Everyday Life of Medieval TravellersEveryday Life of Medieval Travellers by Marjorie Rowling

Less than two hundred pages packed with information on the title subject, written in lively prose and illustrated mostly with line drawings from the times, plus a few photographs. Where else are you going find out that during the Middle Ages

An amusement gallery was sometimes run in conjunction with a medieval zoo…In these galleries visitors…were soaked to the skin on pulling the handle of one of the machines, then found themselves precipitated through a trap-door into a sack filled ith feathers or even soot, when they tried to run away.

I wonder if they ever suspended the local mayor over a tub of water and threw balls at a target to see if they could dump him? Bet they did.

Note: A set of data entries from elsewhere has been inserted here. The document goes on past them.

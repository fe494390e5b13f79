//! Radix subtraction, the structural mirror of addition with borrows in
//! place of carries.

use super::RadixEngine;
use crate::backend::AccelBackend;
use crate::device::DeviceStreams;
use crate::engine::PropagationBuffer;
use crate::entities::{Degree, DeviceBooleanBlock, DeviceRadixCiphertext};
use rayon::prelude::*;

impl<B: AccelBackend> RadixEngine<B> {
    /// Subtracts `rhs` from `lhs` block-wise with no borrow handling: each
    /// block holds the raw difference `message_modulus + lhs_i - rhs_i`
    /// afterwards, offset so the value stays non-negative whatever the
    /// operand digits. A pure linear combination, no bootstrap.
    pub fn unchecked_sub_assign_async(
        &self,
        streams: &DeviceStreams,
        lhs: &mut DeviceRadixCiphertext,
        rhs: &DeviceRadixCiphertext,
    ) {
        lhs.assert_same_shape(rhs);
        assert_eq!(
            streams.stream(0).device_index(),
            lhs.d_blocks.device_index(),
            "device error: first stream is on device {}, output blocks on device {}",
            streams.stream(0).device_index().get(),
            lhs.d_blocks.device_index().get()
        );
        let params = self.parameters();
        let message_modulus = params.message_modulus.0;
        let offset = message_modulus.wrapping_mul(params.delta());
        let size = lhs.d_blocks.lwe_size();

        lhs.d_blocks
            .as_flat_mut()
            .par_chunks_exact_mut(size)
            .zip(rhs.d_blocks.as_flat().par_chunks_exact(size))
            .for_each(|(left_block, right_block)| {
                for (left, &right) in left_block.iter_mut().zip(right_block) {
                    *left = left.wrapping_sub(right);
                }
                let body = left_block.last_mut().unwrap();
                *body = body.wrapping_add(offset);
            });

        for (left, right) in lhs
            .info
            .blocks
            .iter_mut()
            .zip(rhs.info.blocks.iter())
        {
            debug_assert!(right.degree.get() < message_modulus);
            left.degree = Degree::new(message_modulus + left.degree.get());
        }
    }

    /// Subtracts `rhs` from `lhs` and propagates the borrows, leaving every
    /// block carry empty. The result wraps modulo
    /// `message_modulus ^ num_blocks`. Both operands must come in with
    /// clean carries.
    pub fn sub_assign_async(
        &self,
        streams: &DeviceStreams,
        lhs: &mut DeviceRadixCiphertext,
        rhs: &DeviceRadixCiphertext,
        buffer: &mut PropagationBuffer,
    ) {
        let _overflowed = self.unsigned_overflowing_sub_assign_async(streams, lhs, rhs, buffer);
    }

    /// Synchronizing wrapper of [`Self::sub_assign_async`].
    pub fn sub_assign(
        &self,
        streams: &DeviceStreams,
        lhs: &mut DeviceRadixCiphertext,
        rhs: &DeviceRadixCiphertext,
        buffer: &mut PropagationBuffer,
    ) {
        self.sub_assign_async(streams, lhs, rhs, buffer);
        streams.synchronize();
    }

    /// Like [`Self::sub_assign_async`], additionally returning the borrow
    /// out of the most significant block — the encrypted flag telling
    /// whether `rhs` was larger than `lhs`.
    pub fn unsigned_overflowing_sub_assign_async(
        &self,
        streams: &DeviceStreams,
        lhs: &mut DeviceRadixCiphertext,
        rhs: &DeviceRadixCiphertext,
        buffer: &mut PropagationBuffer,
    ) -> DeviceBooleanBlock {
        let message_modulus = self.parameters().message_modulus.0;
        let clean = lhs
            .info
            .blocks
            .iter()
            .chain(rhs.info.blocks.iter())
            .all(|block| block.degree.get() < message_modulus);
        assert!(
            clean,
            "subtraction expects operands with clean carries; propagate them first"
        );

        self.unchecked_sub_assign_async(streams, lhs, rhs);
        self.propagate_single_borrow_assign_async(streams, lhs, buffer)
    }
}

The chapters are arranged first by means (Road, Bridges and Hospitality, Sea-Routes, Ports and Ships) and then by travelers themselves, explorers, merchants, royalty, soldiers and the notorious Free Companies.

It was inevitable that these companies should be formed during a period when there were no regular paid standing armies…It is difficult to find anywhere in the records a favourable comment on the Free Companies in the Middle Ages…Roads were rendered dangerous by them to travellers, fairs could not be held, craftsmen and traders could not pursue their livelihood, nor peasants cultivate their fields, monks had to flee from monasteries…

The reputation of wandering scholars called goliards suffered likewise:

These wandering clerks are wont to roam about the world and visit all its cities till much learning makes them mad; for in Paris they seek the liberal arts, in Orleans classics, at Salerno medicine, at Toledo magic, but nowhere manners or morals.

Tsk.

And I was delighted to learn that

There were of course many women entertainers among the lower ranks of jongleurs. These were mainly dancers who performed sword dances and acrobatics, balancing on the points of swords and aiding jugglers.

The magician’s assistant in the cleavage-y glittery costume has a long history.